They went from middle of the pack in the Eastern Conference to a Stanley Cup Finalist (before seeing their captain take his puck and go home). Now, they've gone from a team that seemed destined for bankruptcy to a franchise that's cut into its debt significantly, to the point where owner Jeff Vanderbeek is reportedly near a 2-year extension to either sell the team or settle the rest of the debt.
The first good news arrived when an Aug. 14 deadline passed without the banks forcing the team into bankruptcy. Via Fire & Ice:
A source said Vanderbeek has already worked the debt down to less than $35 million and raised roughly half of that remaining figure, leaving him needing about $18 million more to fully cover what the team owes the banks. If the lenders were to push the team into bankruptcy, they would likely recover much less than that. That gives them every reason to give Vanderbeek the time he needs to raise the rest of the money the team owes.

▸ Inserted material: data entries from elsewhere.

pub mod repository;
pub mod sqlite;

pub use repository::*;
pub use sqlite::*;

use thiserror::Error;

#[derive(Error, Debug)]
pub enum DatabaseError {
    #[error("SQLite error: {0}")]
    Sqlite(#[from] rusqlite::Error),

    #[error("Entity not found: {entity_type} with id {id}")]
    NotFound { entity_type: String, id: String },

    #[error("Migration failed at version {version}: {reason}")]
    MigrationFailed { version: i64, reason: String },

    #[error("Constraint violated: {0}")]
    ConstraintViolation(String),
}
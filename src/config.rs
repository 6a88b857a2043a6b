use std::path::PathBuf;

/// Application-level constants
pub const APP_NAME: &str = "Diagnoser";
pub const APP_VERSION: &str = env!("CARGO_PKG_VERSION");

/// Default filter for `tracing_subscriber` when RUST_LOG is unset
pub fn default_log_filter() -> &'static str {
    "diagnoser=info"
}

/// Get the application data directory
/// ~/Diagnoser/ on all platforms (user-visible)
pub fn app_data_dir() -> PathBuf {
    let home = dirs::home_dir().expect("Cannot determine home directory");
    home.join("Diagnoser")
}

/// Get the default database path
pub fn database_path() -> PathBuf {
    app_data_dir().join("diagnoser.db")
}
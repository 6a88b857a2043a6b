//! Diagnoser — narrows candidate medical diagnoses by matching selected
//! symptoms against an inherited diagnosis-symptom hierarchy.
//!
//! The crate is split into the local store (`db`), the plain data records it
//! holds (`models`), the process-local selection state (`session`) and the
//! pure matching engine (`matching`) that derives ranked diagnoses, excess
//! evidence and tag visibility from a store snapshot plus the session.

pub mod config;
pub mod db;
pub mod matching;
pub mod models;
pub mod session;

use tracing_subscriber::EnvFilter;

/// Initialize tracing for the embedding application.
///
/// Honors `RUST_LOG` when set, otherwise falls back to the crate default.
pub fn init_tracing() {
    tracing_subscriber::fmt()
        .with_env_filter(
            EnvFilter::try_from_default_env()
                .unwrap_or_else(|_| EnvFilter::new(config::default_log_filter())),
        )
        .init();

    tracing::info!("{} starting v{}", config::APP_NAME, config::APP_VERSION);
}
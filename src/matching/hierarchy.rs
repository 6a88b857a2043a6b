//! Effective-symptom-set resolution across the diagnosis parent hierarchy.
//!
//! A diagnosis inherits the symptom links of all its ancestors. Parents are
//! weak id references resolved against the snapshot, so the walk keeps an
//! explicit visited set: cycles terminate and a diagnosis reached through two
//! ancestor paths (diamond) is expanded exactly once.

use std::collections::{HashMap, HashSet, VecDeque};

use uuid::Uuid;

use crate::models::{Diagnosis, DiagnosisSymptomLink};

/// Resolve a diagnosis's effective symptom set: its own links unioned with
/// those inherited transitively from every ancestor, deduplicated by
/// `symptom_id`.
///
/// Duplicate policy: the diagnosis's own link always wins over an inherited
/// one; between ancestors, the first link encountered wins, with parents
/// explored breadth-first in declaration order. A parent id absent from
/// `all_diagnoses` contributes nothing.
///
/// Pure and deterministic for a fixed input; the output always contains the
/// diagnosis's own links.
pub fn effective_symptoms(
    diagnosis: &Diagnosis,
    all_diagnoses: &[Diagnosis],
) -> Vec<DiagnosisSymptomLink> {
    let by_id: HashMap<Uuid, &Diagnosis> = all_diagnoses.iter().map(|d| (d.id, d)).collect();

    let mut seen_symptoms: HashSet<Uuid> = HashSet::new();
    let mut effective: Vec<DiagnosisSymptomLink> = Vec::new();
    let mut visited: HashSet<Uuid> = HashSet::from([diagnosis.id]);
    let mut queue: VecDeque<Uuid> = diagnosis.parents.iter().copied().collect();

    // Own links first, so they beat any inherited link for the same symptom.
    for link in &diagnosis.symptoms {
        if seen_symptoms.insert(link.symptom_id) {
            effective.push(link.clone());
        }
    }

    while let Some(parent_id) = queue.pop_front() {
        if !visited.insert(parent_id) {
            continue;
        }
        let Some(parent) = by_id.get(&parent_id) else {
            tracing::warn!(parent_id = %parent_id, "dangling parent reference in snapshot");
            continue;
        };
        for link in &parent.symptoms {
            if seen_symptoms.insert(link.symptom_id) {
                effective.push(link.clone());
            }
        }
        queue.extend(parent.parents.iter().copied());
    }

    effective
}

/// The symptom identities of a resolved link set.
pub fn symptom_ids(links: &[DiagnosisSymptomLink]) -> HashSet<Uuid> {
    links.iter().map(|link| link.symptom_id).collect()
}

On Thursday, the NY Post — not exactly one to publish a sunny picture of the Devils' finances — reported that Vanderbeek is nearing a deal with lenders that will keep the team in his control for at least two years.
The proposed deal would buy Vanderbeek — who has been trying to scrounge up cash to pay off overdue loans — another two years to either refinance the team's debt or sell the club, sources said. The deal calls for combining the team's debt with separate loans against Devils Arena Entertainment, which collects concession revenue from Prudential Center events, into a single $160 million loan.
The former Lehman executive dug into his own pocket to inject fresh cash into the team and raised enough from new investors to pay off a few lenders who do not want to participate in the proposed restructuring, sources said.
No guarantees that this deal is going to get done, but certainly more positive news on the Devils' debt front than we've heard in months.